The criticism of Fox has always been his ultra conservative nature and fondness for the running game. He often gets heat from media and fans alike for things like taking a knee with 30 seconds to go in a tied playoff game versus the Baltimore Ravens. I’m not going to defend that decision, Fox should have let Peyton Manning try to win the game in regulation.

However a lot of that criticism is misplaced, Fox has shown the ability to adapt to his talent which is the sign of a good coach. In his first season with the Broncos, Fox found himself with Tim Tebow at quarterback and changed his entire offense on the fly.

Fox quickly realized that putting Tebow in a traditional offense was going to be a complete disaster. So in concert with his offensive coaches, Fox installed an offense that hasn’t been seen in the league before or since. The Broncos were running the option and it worked. They only finished 8-8 that season but that was good enough to win the division as well as a thrilling playoff victory over the Pittsburgh Steelers.

Some might say that the offense the Broncos ran under Tebow was too conservative but I would argue the opposite. That type of offense has more risks to it than any passing offense. Tebow was pitching the ball on the run, pulling the ball away from the running back after reading the linebacker and running the ball himself. There are far more things that can go wrong on those types of plays as opposed to a drop back pass.

The next season the Broncos signed Manning and the offense has been wide open ever since. In 2013, the Broncos threw the ball 58% of the time. Not exactly the ground and pound offense that often is associated with a Fox led team. The Broncos went for it on fourth down as much as anyone in the league and even faked a punt in a win over the Jacksonville Jaguars.

Conservative offenses don’t set records for points and yards as the Broncos did last season. Yes it’s easier to go to that type of offense when Manning is your quarterback, but Fox has once again adapted to the talent.

In all honesty, the Broncos have gotten too far away from the running game and need find a better balance in 2014. In the Broncos four losses last season, one of the common themes was their inability to run the football. Both the Indianapolis Colts and Seattle Seahawks were able to disrupt the Broncos offense with an aggressive pass rush, and they had no running game to fall back on.

If the Broncos are going to achieve their final goal, a World Championship, then Fox must impose his will a little more on the offense.

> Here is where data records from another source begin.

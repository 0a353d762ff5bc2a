use super::InstanceRecord;

/// Returns a copy of `record` without the attributes whose value is `null`.
///
/// Entries are copied one by one. Cloning the record through a serializer round-trip is several
/// times slower on large series.
pub fn remove_invalid_tags(record: &InstanceRecord) -> InstanceRecord {
	record
		.iter()
		.filter(|(_, value)| !value.is_null())
		.map(|(tag, value)| (tag.clone(), value.clone()))
		.collect()
}

#[cfg(test)]
mod tests {
	use super::*;
	use serde_json::json;

	#[test]
	fn drops_null_entries_only() {
		let record = json!({
			"00080018": { "vr": "UI", "Value": ["1.2.3"] },
			"00080060": null,
			"00100010": { "vr": "PN" },
			"00280008": { "vr": "IS", "Value": [3] },
		});
		let record = record.as_object().unwrap();

		let sanitized = remove_invalid_tags(record);

		assert_eq!(sanitized.len(), 3);
		assert!(!sanitized.contains_key("00080060"));
		for (tag, value) in &sanitized {
			assert_eq!(record.get(tag), Some(value));
			assert!(!value.is_null());
		}
	}

	#[test]
	fn empty_record() {
		assert!(remove_invalid_tags(&InstanceRecord::new()).is_empty());
	}
}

The Broncos must be able to grind out yards when the timing of the passing game is off or being disrupted. They also must be able to run the ball when Manning has given the Broncos a 14-0 first-quarter lead.

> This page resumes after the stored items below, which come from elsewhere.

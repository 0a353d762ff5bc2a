//! Resolution of a series reference into the image identifiers of its images.

use crate::archive::{ArchiveClient, FetchError};
use crate::calibration::{resolve_pixel_spacing, PixelSpacingInformation, PixelSpacingInput};
use crate::frames::{convert_multiframe_image_ids, frame_information};
use crate::metadata::{
	naturalize, remove_invalid_tags, DicomJsonExt, InstanceRecord, MetadataEntry, MetadataKind,
	MetadataStore, ModuleProvider,
};
use crate::pet::{pet_instance_metadata, SuvError, SuvScalingCalculator};
use crate::types::{wadors_image_id, ImageId, PET_MODALITY, UI};
use dicom::dictionary_std::tags;
use std::collections::HashMap;
use std::sync::Arc;
use thiserror::Error;
use tracing::{debug, debug_span, info, instrument, warn};

#[derive(Debug, Clone, PartialEq, Eq)]
pub struct ResolveRequest {
	pub study_instance_uid: UI,
	pub series_instance_uid: UI,
	/// Restricts the result to this instance.
	pub sop_instance_uid: Option<UI>,
	/// Replace multi-frame instances by one identifier per frame.
	pub convert_multiframe: bool,
}

impl ResolveRequest {
	pub fn new(study_instance_uid: impl Into<UI>, series_instance_uid: impl Into<UI>) -> Self {
		Self {
			study_instance_uid: study_instance_uid.into(),
			series_instance_uid: series_instance_uid.into(),
			sop_instance_uid: None,
			convert_multiframe: true,
		}
	}

	#[must_use]
	pub fn with_instance(mut self, sop_instance_uid: impl Into<UI>) -> Self {
		self.sop_instance_uid = Some(sop_instance_uid.into());
		self
	}

	#[must_use]
	pub const fn with_convert_multiframe(mut self, convert_multiframe: bool) -> Self {
		self.convert_multiframe = convert_multiframe;
		self
	}
}

#[derive(Debug, Error)]
pub enum ResolveError {
	#[error("Failed to retrieve series metadata: {0}")]
	Fetch(#[from] FetchError),
	#[error("No instances found for series {series_instance_uid}")]
	NoInstances { series_instance_uid: UI },
}

/// Turns a study/series reference into ordered image identifiers and registers the metadata
/// of every returned identifier.
pub struct SeriesMetadataResolver {
	archive: Arc<dyn ArchiveClient>,
	suv_calculator: Arc<dyn SuvScalingCalculator>,
	wado_root: String,
}

impl SeriesMetadataResolver {
	pub fn new(
		archive: Arc<dyn ArchiveClient>,
		suv_calculator: Arc<dyn SuvScalingCalculator>,
		wado_root: impl Into<String>,
	) -> Self {
		Self {
			archive,
			suv_calculator,
			wado_root: wado_root.into(),
		}
	}

	/// Only the archive query and the instance filter fail the request. Failures scoped to a
	/// single image identifier are logged and skipped.
	#[instrument(skip_all, fields(study = %request.study_instance_uid, series = %request.series_instance_uid))]
	pub async fn resolve(
		&self,
		request: &ResolveRequest,
		store: &MetadataStore,
	) -> Result<Vec<ImageId>, ResolveError> {
		let mut instances = self
			.archive
			.retrieve_series_metadata(&request.study_instance_uid, &request.series_instance_uid)
			.await?;
		debug!("Archive returned {} instances", instances.len());

		if let Some(sop_instance_uid) = &request.sop_instance_uid {
			instances.retain(|record| {
				record.first_string(tags::SOP_INSTANCE_UID).as_deref()
					== Some(sop_instance_uid.as_str())
			});
		}
		if instances.is_empty() {
			return Err(ResolveError::NoInstances {
				series_instance_uid: request.series_instance_uid.clone(),
			});
		}

		let is_pet = instances[0].first_string(tags::MODALITY).as_deref() == Some(PET_MODALITY);

		let image_ids = self.build_image_ids(request, instances, store);
		let image_ids = if request.convert_multiframe {
			expand_frames(image_ids, store)
		} else {
			image_ids
		};

		for image_id in &image_ids {
			calibrate(image_id, store);
		}

		if is_pet {
			self.scale_suv(&image_ids, store);
		}

		info!("Resolved {} image ids", image_ids.len());
		Ok(image_ids)
	}

	/// One identifier per instance, addressing its first frame.
	fn build_image_ids(
		&self,
		request: &ResolveRequest,
		instances: Vec<InstanceRecord>,
		store: &MetadataStore,
	) -> Vec<ImageId> {
		let mut image_ids = Vec::with_capacity(instances.len());
		for record in instances {
			let Some(sop_instance_uid) = record.first_string(tags::SOP_INSTANCE_UID) else {
				warn!("Skipping instance without SOPInstanceUID");
				continue;
			};
			let series_instance_uid = record
				.first_string(tags::SERIES_INSTANCE_UID)
				.unwrap_or_else(|| request.series_instance_uid.clone());

			let image_id = wadors_image_id(
				&self.wado_root,
				&request.study_instance_uid,
				&series_instance_uid,
				&sop_instance_uid,
				1,
			);
			store.add(image_id.clone(), MetadataEntry::Instance(Arc::new(record)));
			image_ids.push(image_id);
		}
		image_ids
	}

	/// Computes SUV scaling factors for the whole series in a single batch.
	fn scale_suv(&self, image_ids: &[ImageId], store: &MetadataStore) {
		let mut batch_ids = Vec::with_capacity(image_ids.len());
		let mut batch = Vec::with_capacity(image_ids.len());
		for image_id in image_ids {
			match pet_instance_metadata(store, image_id) {
				Ok(mut metadata) => {
					metadata.corrected_image = metadata.corrected_image.into_list();
					batch_ids.push(image_id);
					batch.push(metadata);
				}
				Err(err) => warn!(image_id = %image_id, "{err}"),
			}
		}

		if batch.is_empty() {
			warn!("No PET instance carries the metadata required for SUV scaling");
			return;
		}

		let factors = self
			.suv_calculator
			.calculate(&batch)
			.and_then(|factors| {
				if factors.len() == batch.len() {
					Ok(factors)
				} else {
					Err(SuvError::Misaligned {
						expected: batch.len(),
						actual: factors.len(),
					})
				}
			});

		match factors {
			Ok(factors) => {
				for (image_id, factors) in batch_ids.into_iter().zip(factors) {
					store.add(image_id.as_str(), MetadataEntry::SuvScaling(factors));
				}
			}
			Err(err) => warn!("SUV scaling is not available for this series: {err}"),
		}
	}
}

/// Replaces multi-frame identifiers by their frames and registers the instance record of the
/// source identifier for each new one.
fn expand_frames(image_ids: Vec<ImageId>, store: &MetadataStore) -> Vec<ImageId> {
	let sources: HashMap<String, Arc<InstanceRecord>> = image_ids
		.iter()
		.filter_map(|image_id| {
			let record = store.instance(image_id)?;
			Some((frame_information(image_id).image_id_frameless, record))
		})
		.collect();

	let expanded = convert_multiframe_image_ids(image_ids, |image_id| {
		store.multiframe_module(image_id)
	});

	for image_id in &expanded {
		if store.contains(MetadataKind::Instance, image_id) {
			continue;
		}
		if let Some(record) = sources.get(&frame_information(image_id).image_id_frameless) {
			store.add(image_id.as_str(), MetadataEntry::Instance(Arc::clone(record)));
		}
	}
	expanded
}

/// Registers the pixel spacing of an image identifier, when it can be determined.
fn calibrate(image_id: &str, store: &MetadataStore) {
	let _span = debug_span!("calibrate", image_id = %image_id).entered();
	let Some(record) = store.instance(image_id) else {
		return;
	};

	let natural = naturalize(&remove_invalid_tags(&record));
	let Some(information) = resolve_pixel_spacing(&PixelSpacingInput::from_natural(&natural))
	else {
		return;
	};
	if information == PixelSpacingInformation::Raw(None) {
		debug!("No pixel spacing");
		return;
	}

	if let Some(spacing) = information.pixel_spacing() {
		store.add(image_id, MetadataEntry::CalibratedPixelSpacing(spacing.into()));
	}
	store.add(image_id, MetadataEntry::PixelSpacing(information));
}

Too many times in 2013, opponents were able to get back in the game because the Broncos were unable to run the football effectively. The Broncos have said all the right things in the offseason as it relates to running the foot ball, but the proof is on the field.

I tend to agree with offensive coordinator Adam Gase; the Broncos don’t really need to run the ball more, they just need to run it better.

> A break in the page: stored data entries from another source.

use crate::api::AppState;
use crate::archive::FetchError;
use crate::resolver::{ResolveError, ResolveRequest};
use crate::types::{ImageId, UI};
use axum::extract::{Path, Query, State};
use axum::http::StatusCode;
use axum::response::{IntoResponse, Response};
use axum::routing::get;
use axum::{Json, Router};
use serde::{Deserialize, Serialize};
use tracing::{error, instrument};

pub fn routes() -> Router<AppState> {
	Router::new().route(
		"/studies/{study}/series/{series}/image-ids",
		get(series_image_ids),
	)
}

#[derive(Debug, Default, Deserialize)]
#[serde(rename_all = "camelCase")]
struct ImageIdsParameters {
	/// SOPInstanceUID of the only instance to resolve.
	instance: Option<UI>,
	convert_multiframe: Option<bool>,
}

#[derive(Debug, Serialize)]
#[serde(rename_all = "camelCase")]
struct ImageIdsResponse {
	image_ids: Vec<ImageId>,
}

impl IntoResponse for ResolveError {
	fn into_response(self) -> Response {
		let status = match &self {
			Self::NoInstances { .. } | Self::Fetch(FetchError::NotFound { .. }) => {
				StatusCode::NOT_FOUND
			}
			Self::Fetch(FetchError::InvalidUid(_)) => StatusCode::BAD_REQUEST,
			Self::Fetch(_) => {
				error!("{self}");
				StatusCode::BAD_GATEWAY
			}
		};
		(status, self.to_string()).into_response()
	}
}

#[instrument(skip_all)]
async fn series_image_ids(
	State(state): State<AppState>,
	Path((study, series)): Path<(UI, UI)>,
	Query(parameters): Query<ImageIdsParameters>,
) -> Result<Json<ImageIdsResponse>, ResolveError> {
	let mut request = ResolveRequest::new(study, series).with_convert_multiframe(
		parameters
			.convert_multiframe
			.unwrap_or(state.convert_multiframe),
	);
	if let Some(instance) = parameters.instance {
		request = request.with_instance(instance);
	}

	let image_ids = state.resolver.resolve(&request, &state.store).await?;
	Ok(Json(ImageIdsResponse { image_ids }))
}

#[cfg(test)]
mod tests {
	use crate::api::tests::{json, send, state};
	use crate::metadata::MetadataKind;
	use axum::body::Body;
	use axum::http::{Request, StatusCode};
	use serde_json::json;

	fn ct(sop_instance_uid: &str, frames: u32) -> crate::metadata::InstanceRecord {
		json!({
			"00080018": { "vr": "UI", "Value": [sop_instance_uid] },
			"00080060": { "vr": "CS", "Value": ["CT"] },
			"00280008": { "vr": "IS", "Value": [frames] }
		})
		.as_object()
		.unwrap()
		.clone()
	}

	fn get(uri: &str) -> Request<Body> {
		Request::builder().uri(uri).body(Body::empty()).unwrap()
	}

	#[tokio::test]
	async fn resolve_series() {
		let state = state(vec![ct("1.2.3.1", 1), ct("1.2.3.2", 2)]);

		let response = send(&state, get("/studies/1.2/series/1.2.3/image-ids")).await;
		assert_eq!(response.status(), StatusCode::OK);

		let body = json(response).await;
		let prefix = "wadors:http://pacs/dicomweb/studies/1.2/series/1.2.3/instances";
		assert_eq!(
			body,
			json!({ "imageIds": [
				format!("{prefix}/1.2.3.1/frames/1"),
				format!("{prefix}/1.2.3.2/frames/1"),
				format!("{prefix}/1.2.3.2/frames/2"),
			] })
		);
		assert!(state.store.contains(
			MetadataKind::Instance,
			&format!("{prefix}/1.2.3.2/frames/2")
		));
	}

	#[tokio::test]
	async fn honor_query_parameters() {
		let state = state(vec![ct("1.2.3.1", 1), ct("1.2.3.2", 2)]);

		let response = send(
			&state,
			get("/studies/1.2/series/1.2.3/image-ids?instance=1.2.3.2&convertMultiframe=false"),
		)
		.await;
		assert_eq!(response.status(), StatusCode::OK);

		let body = json(response).await;
		assert_eq!(body["imageIds"].as_array().map(Vec::len), Some(1));
	}

	#[tokio::test]
	async fn map_errors_to_status_codes() {
		let state = state(vec![ct("1.2.3.1", 1)]);

		let response = send(
			&state,
			get("/studies/1.2/series/1.2.3/image-ids?instance=9.9"),
		)
		.await;
		assert_eq!(response.status(), StatusCode::NOT_FOUND);

		let response = send(&state, get("/studies/1.2/series/7.7/image-ids")).await;
		assert_eq!(response.status(), StatusCode::NOT_FOUND);

		let response = send(&state, get("/studies/1.2/series/5.5/image-ids")).await;
		assert_eq!(response.status(), StatusCode::BAD_GATEWAY);
	}
}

As for the original question about Fox; I do believe he can lead the Broncos to a championship but I also know this. John Elway has made every move with the goal of a Super Bowl victory and is not afraid of making a change if he needs to. Despite the contract extension in the offseason, Fox is under some pressure to deliver.

Fox has all ready proven that he was the right coach to re-build Broncos three years ago, but now he has to prove he’s the right coach win a championship. If he can do that, then a number eight ranking will be far too low.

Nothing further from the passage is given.